**Your objective:**
In this exercise, every entry below is to be reproduced word for word.

**Data listing:**
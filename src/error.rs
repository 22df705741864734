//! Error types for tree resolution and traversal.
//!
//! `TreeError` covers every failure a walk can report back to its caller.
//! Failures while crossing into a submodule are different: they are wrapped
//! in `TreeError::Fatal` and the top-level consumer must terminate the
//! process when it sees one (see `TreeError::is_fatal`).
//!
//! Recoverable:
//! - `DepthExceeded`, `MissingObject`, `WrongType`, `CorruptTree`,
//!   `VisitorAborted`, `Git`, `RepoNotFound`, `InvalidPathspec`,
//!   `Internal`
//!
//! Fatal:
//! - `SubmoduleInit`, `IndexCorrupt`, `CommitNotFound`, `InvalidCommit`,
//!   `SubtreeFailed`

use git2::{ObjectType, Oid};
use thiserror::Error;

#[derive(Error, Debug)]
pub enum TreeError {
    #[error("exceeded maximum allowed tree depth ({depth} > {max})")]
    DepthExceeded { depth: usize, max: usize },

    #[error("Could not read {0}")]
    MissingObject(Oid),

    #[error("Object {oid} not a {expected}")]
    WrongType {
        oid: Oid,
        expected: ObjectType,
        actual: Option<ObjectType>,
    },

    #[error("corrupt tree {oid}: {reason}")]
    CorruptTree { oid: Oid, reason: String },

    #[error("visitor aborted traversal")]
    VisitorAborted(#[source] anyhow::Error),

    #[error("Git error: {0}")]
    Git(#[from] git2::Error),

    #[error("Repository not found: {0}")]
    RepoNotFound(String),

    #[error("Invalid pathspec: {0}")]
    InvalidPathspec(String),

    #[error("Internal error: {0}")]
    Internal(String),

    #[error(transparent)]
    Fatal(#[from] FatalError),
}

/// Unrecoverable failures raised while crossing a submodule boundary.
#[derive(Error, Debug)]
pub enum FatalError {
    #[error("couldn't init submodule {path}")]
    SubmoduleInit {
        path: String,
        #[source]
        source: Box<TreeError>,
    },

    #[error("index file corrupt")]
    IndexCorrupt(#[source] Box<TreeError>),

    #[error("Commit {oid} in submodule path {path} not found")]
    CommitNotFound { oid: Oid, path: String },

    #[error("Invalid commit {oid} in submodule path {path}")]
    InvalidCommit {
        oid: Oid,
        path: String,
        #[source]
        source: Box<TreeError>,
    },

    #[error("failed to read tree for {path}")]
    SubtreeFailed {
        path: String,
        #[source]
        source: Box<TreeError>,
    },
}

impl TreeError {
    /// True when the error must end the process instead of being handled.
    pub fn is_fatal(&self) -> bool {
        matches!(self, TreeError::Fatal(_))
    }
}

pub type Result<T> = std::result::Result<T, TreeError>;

**Written response:**
filename src/error.rs
repository 22df705741864734
//! Error types for tree resolution and traversal.
//!
//! `TreeError` covers every failure a walk can report back to its caller.
//! Failures while crossing into a submodule are different: they are wrapped
//! in `TreeError::Fatal` and the top-level consumer must terminate the
//! process when it sees one (see `TreeError::is_fatal`).
//!
//! Recoverable:
//! - `DepthExceeded`, `MissingObject`, `WrongType`, `CorruptTree`,
//!   `VisitorAborted`, `Git`, `RepoNotFound`, `InvalidPathspec`,
//!   `Internal`
//!
//! Fatal:
//! - `SubmoduleInit`, `IndexCorrupt`, `CommitNotFound`, `InvalidCommit`,
//!   `SubtreeFailed`

use git2::{ObjectType, Oid};
use thiserror::Error;

#[derive(Error, Debug)]
pub enum TreeError {
    #[error("exceeded maximum allowed tree depth ({depth} > {max})")]
    DepthExceeded { depth: usize, max: usize },

    #[error("Could not read {0}")]
    MissingObject(Oid),

    #[error("Object {oid} not a {expected}")]
    WrongType {
        oid: Oid,
        expected: ObjectType,
        actual: Option<ObjectType>,
    },

    #[error("corrupt tree {oid}: {reason}")]
    CorruptTree { oid: Oid, reason: String },

    #[error("visitor aborted traversal")]
    VisitorAborted(#[source] anyhow::Error),

    #[error("Git error: {0}")]
    Git(#[from] git2::Error),

    #[error("Repository not found: {0}")]
    RepoNotFound(String),

    #[error("Invalid pathspec: {0}")]
    InvalidPathspec(String),

    #[error("Internal error: {0}")]
    Internal(String),

    #[error(transparent)]
    Fatal(#[from] FatalError),
}

/// Unrecoverable failures raised while crossing a submodule boundary.
#[derive(Error, Debug)]
pub enum FatalError {
    #[error("couldn't init submodule {path}")]
    SubmoduleInit {
        path: String,
        #[source]
        source: Box<TreeError>,
    },

    #[error("index file corrupt")]
    IndexCorrupt(#[source] Box<TreeError>),

    #[error("Commit {oid} in submodule path {path} not found")]
    CommitNotFound { oid: Oid, path: String },

    #[error("Invalid commit {oid} in submodule path {path}")]
    InvalidCommit {
        oid: Oid,
        path: String,
        #[source]
        source: Box<TreeError>,
    },

    #[error("failed to read tree for {path}")]
    SubtreeFailed {
        path: String,
        #[source]
        source: Box<TreeError>,
    },
}

impl TreeError {
    /// True when the error must end the process instead of being handled.
    pub fn is_fatal(&self) -> bool {
        matches!(self, TreeError::Fatal(_))
    }
}

pub type Result<T> = std::result::Result<T, TreeError>;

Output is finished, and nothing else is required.